This episode is dedicated to all those who not-so-lovingly once branded the series 'The Talking Dead,' a nickname that has been put to pasture with balletic bravado. Fortunately, the series doesn't seem like it's putting its entire foot on the pedal - 'The Damned' is as riddled with silence as it is gunfire: it's talking that's the sideshow, our characters - split into four factions - prowling Saviour corridors in scenes evoking video game thrills as they begin taking out Negan's house of cards from the bottom up.

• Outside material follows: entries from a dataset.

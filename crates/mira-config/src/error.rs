// SPDX-License-Identifier: PolyForm-Noncommercial-1.0.0
// Copyright (c) 2025 Sylvex. All rights reserved.

//! Configuration error types.
//!
//! Configuration errors are fatal at startup: they are rejected before any
//! session is opened and never retried.

use std::path::PathBuf;

use thiserror::Error;

/// Errors raised while loading or validating configuration.
#[derive(Debug, Error)]
pub enum ConfigError {
    /// The configuration file could not be read.
    #[error("cannot read config file '{path}': {source}")]
    Io {
        /// File path.
        path: PathBuf,
        /// Underlying I/O error.
        #[source]
        source: std::io::Error,
    },

    /// The file extension maps to no supported format.
    #[error("unsupported config format '{extension}' (expected yaml, yml, or toml)")]
    UnsupportedFormat {
        /// The unrecognized extension.
        extension: String,
    },

    /// The file content failed to parse.
    #[error("failed to parse {format} config: {message}")]
    Parse {
        /// Format being parsed.
        format: &'static str,
        /// Parser message.
        message: String,
    },

    /// A field failed validation.
    #[error("invalid configuration: {field}: {message}")]
    Validation {
        /// Dotted path of the offending field.
        field: &'static str,
        /// What is wrong with it.
        message: String,
    },
}

impl ConfigError {
    /// Creates an I/O error.
    pub fn io(path: impl Into<PathBuf>, source: std::io::Error) -> Self {
        Self::Io {
            path: path.into(),
            source,
        }
    }

    /// Creates a parse error.
    pub fn parse(format: &'static str, message: impl Into<String>) -> Self {
        Self::Parse {
            format,
            message: message.into(),
        }
    }

    /// Creates a validation error.
    pub fn validation(field: &'static str, message: impl Into<String>) -> Self {
        Self::Validation {
            field,
            message: message.into(),
        }
    }
}

/// Convenience result alias for configuration operations.
pub type ConfigResult<T> = Result<T, ConfigError>;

There's Aaron (Ross Marquand), wounded Eric (Jordan Woods-Robinson) and company firing rifles - a far cry from the humane souls we met in season five - and there's Carol (Melissa McBride) who has been shunted with the quote-spewing and, at times eye-rolling King Ezekiel (Khary Payton). Then there's Morgan (Lennie James), Tara (Alanna Masterson) and Jesus (Tom Payne) who each get their succinct arc, the former especially who after almost meeting his maker in a hail of bullets curbs his conscientious objecting past to fast track his way to the show's most deadly character.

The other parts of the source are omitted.